Collected data:
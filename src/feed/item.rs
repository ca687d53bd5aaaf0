use chrono::{DateTime, FixedOffset};
use serde::{Deserialize, Serialize};

use crate::util::{clean_editor_html, preview};

/// Datestamp layout used by the Blogger feed: ISO-8601-like, but with a
/// mandatory millisecond fraction and a colon-separated UTC offset
/// (`2023-01-01T10:00:00.000+08:00`).
pub const PUBLISHED_FORMAT: &str = "%Y-%m-%dT%H:%M:%S%.3f%:z";

/// One article from the feed.
///
/// `link` is the identity key: two items with the same link are the same
/// logical article, whatever their other fields say. The derived
/// `PartialEq` compares every field and is what "unchanged" means when a
/// cached copy is checked against a freshly parsed one.
#[derive(Debug, Clone, Default, PartialEq, Serialize, Deserialize)]
pub struct FeedItem {
    pub title: String,
    pub link: String,
    pub author: String,
    /// `None` when the feed's datestamp could not be parsed
    pub published: Option<DateTime<FixedOffset>>,
    pub raw_html_content: String,
    pub stripped_html_content: String,
}

impl FeedItem {
    /// Returns `true` if both items refer to the same article.
    pub fn is_same_article(&self, other: &FeedItem) -> bool {
        self.link == other.link
    }

    /// Cleans the raw body and derives the list preview from it.
    ///
    /// Called once when an entry is complete; `raw_html_content` is replaced
    /// by its cleaned form, so merge comparisons always see cleaned HTML.
    pub fn sanitize(&mut self, preview_chars: usize) {
        self.raw_html_content = clean_editor_html(&self.raw_html_content);
        self.stripped_html_content = preview(&self.raw_html_content, preview_chars);
    }
}

/// Parses a feed datestamp in [`PUBLISHED_FORMAT`].
///
/// The offset is kept as written; no local-time or DST conversion happens.
pub fn parse_published(text: &str) -> Result<DateTime<FixedOffset>, chrono::ParseError> {
    DateTime::parse_from_str(text.trim(), PUBLISHED_FORMAT)
}

#[cfg(test)]
mod tests {
    use super::*;
    use chrono::{TimeZone, Utc};

    #[test]
    fn test_parse_published_with_offset() {
        let date = parse_published("2023-01-01T10:00:00.000+08:00").unwrap();
        assert_eq!(date.offset().local_minus_utc(), 8 * 3600);
        assert_eq!(
            date.with_timezone(&Utc),
            Utc.with_ymd_and_hms(2023, 1, 1, 2, 0, 0).unwrap()
        );
    }

    #[test]
    fn test_parse_published_keeps_milliseconds() {
        let date = parse_published("2016-11-23T08:15:30.125-05:00").unwrap();
        assert_eq!(date.timestamp_subsec_millis(), 125);
    }

    #[test]
    fn test_parse_published_trims_whitespace() {
        assert!(parse_published("\n  2023-01-01T10:00:00.000+08:00  ").is_ok());
    }

    #[test]
    fn test_parse_published_rejects_other_formats() {
        assert!(parse_published("Sun, 01 Jan 2023 10:00:00 +0800").is_err());
        assert!(parse_published("2023-01-01").is_err());
        assert!(parse_published("not a date").is_err());
        assert!(parse_published("").is_err());
    }

    #[test]
    fn test_same_article_is_link_identity() {
        let a = FeedItem {
            link: "https://a".into(),
            title: "First".into(),
            ..Default::default()
        };
        let b = FeedItem {
            link: "https://a".into(),
            title: "Edited".into(),
            ..Default::default()
        };
        let c = FeedItem {
            link: "https://c".into(),
            title: "First".into(),
            ..Default::default()
        };
        assert!(a.is_same_article(&b));
        assert_ne!(a, b);
        assert!(!a.is_same_article(&c));
    }

    #[test]
    fn test_sanitize_derives_preview() {
        let mut item = FeedItem {
            raw_html_content: "<p>Hello<o:p></o:p></p>\n<p>World &amp; all</p>".into(),
            ..Default::default()
        };
        item.sanitize(280);
        assert_eq!(item.raw_html_content, "<p>Hello</p>\n<p>World &amp; all</p>");
        assert_eq!(item.stripped_html_content, "Hello World & all");
    }
}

**Exercise objective:**
All of the records above are to be repeated exactly.

**Exercise solution:**
filename src/feed/item.rs
repository ca687d53bd5aaaf0
use chrono::{DateTime, FixedOffset};
use serde::{Deserialize, Serialize};

use crate::util::{clean_editor_html, preview};

/// Datestamp layout used by the Blogger feed: ISO-8601-like, but with a
/// mandatory millisecond fraction and a colon-separated UTC offset
/// (`2023-01-01T10:00:00.000+08:00`).
pub const PUBLISHED_FORMAT: &str = "%Y-%m-%dT%H:%M:%S%.3f%:z";

/// One article from the feed.
///
/// `link` is the identity key: two items with the same link are the same
/// logical article, whatever their other fields say. The derived
/// `PartialEq` compares every field and is what "unchanged" means when a
/// cached copy is checked against a freshly parsed one.
#[derive(Debug, Clone, Default, PartialEq, Serialize, Deserialize)]
pub struct FeedItem {
    pub title: String,
    pub link: String,
    pub author: String,
    /// `None` when the feed's datestamp could not be parsed
    pub published: Option<DateTime<FixedOffset>>,
    pub raw_html_content: String,
    pub stripped_html_content: String,
}

impl FeedItem {
    /// Returns `true` if both items refer to the same article.
    pub fn is_same_article(&self, other: &FeedItem) -> bool {
        self.link == other.link
    }

    /// Cleans the raw body and derives the list preview from it.
    ///
    /// Called once when an entry is complete; `raw_html_content` is replaced
    /// by its cleaned form, so merge comparisons always see cleaned HTML.
    pub fn sanitize(&mut self, preview_chars: usize) {
        self.raw_html_content = clean_editor_html(&self.raw_html_content);
        self.stripped_html_content = preview(&self.raw_html_content, preview_chars);
    }
}

/// Parses a feed datestamp in [`PUBLISHED_FORMAT`].
///
/// The offset is kept as written; no local-time or DST conversion happens.
pub fn parse_published(text: &str) -> Result<DateTime<FixedOffset>, chrono::ParseError> {
    DateTime::parse_from_str(text.trim(), PUBLISHED_FORMAT)
}

#[cfg(test)]
mod tests {
    use super::*;
    use chrono::{TimeZone, Utc};

    #[test]
    fn test_parse_published_with_offset() {
        let date = parse_published("2023-01-01T10:00:00.000+08:00").unwrap();
        assert_eq!(date.offset().local_minus_utc(), 8 * 3600);
        assert_eq!(
            date.with_timezone(&Utc),
            Utc.with_ymd_and_hms(2023, 1, 1, 2, 0, 0).unwrap()
        );
    }

    #[test]
    fn test_parse_published_keeps_milliseconds() {
        let date = parse_published("2016-11-23T08:15:30.125-05:00").unwrap();
        assert_eq!(date.timestamp_subsec_millis(), 125);
    }

    #[test]
    fn test_parse_published_trims_whitespace() {
        assert!(parse_published("\n  2023-01-01T10:00:00.000+08:00  ").is_ok());
    }

    #[test]
    fn test_parse_published_rejects_other_formats() {
        assert!(parse_published("Sun, 01 Jan 2023 10:00:00 +0800").is_err());
        assert!(parse_published("2023-01-01").is_err());
        assert!(parse_published("not a date").is_err());
        assert!(parse_published("").is_err());
    }

    #[test]
    fn test_same_article_is_link_identity() {
        let a = FeedItem {
            link: "https://a".into(),
            title: "First".into(),
            ..Default::default()
        };
        let b = FeedItem {
            link: "https://a".into(),
            title: "Edited".into(),
            ..Default::default()
        };
        let c = FeedItem {
            link: "https://c".into(),
            title: "First".into(),
            ..Default::default()
        };
        assert!(a.is_same_article(&b));
        assert_ne!(a, b);
        assert!(!a.is_same_article(&c));
    }

    #[test]
    fn test_sanitize_derives_preview() {
        let mut item = FeedItem {
            raw_html_content: "<p>Hello<o:p></o:p></p>\n<p>World &amp; all</p>".into(),
            ..Default::default()
        };
        item.sanitize(280);
        assert_eq!(item.raw_html_content, "<p>Hello</p>\n<p>World &amp; all</p>");
        assert_eq!(item.stripped_html_content, "Hello World & all");
    }
}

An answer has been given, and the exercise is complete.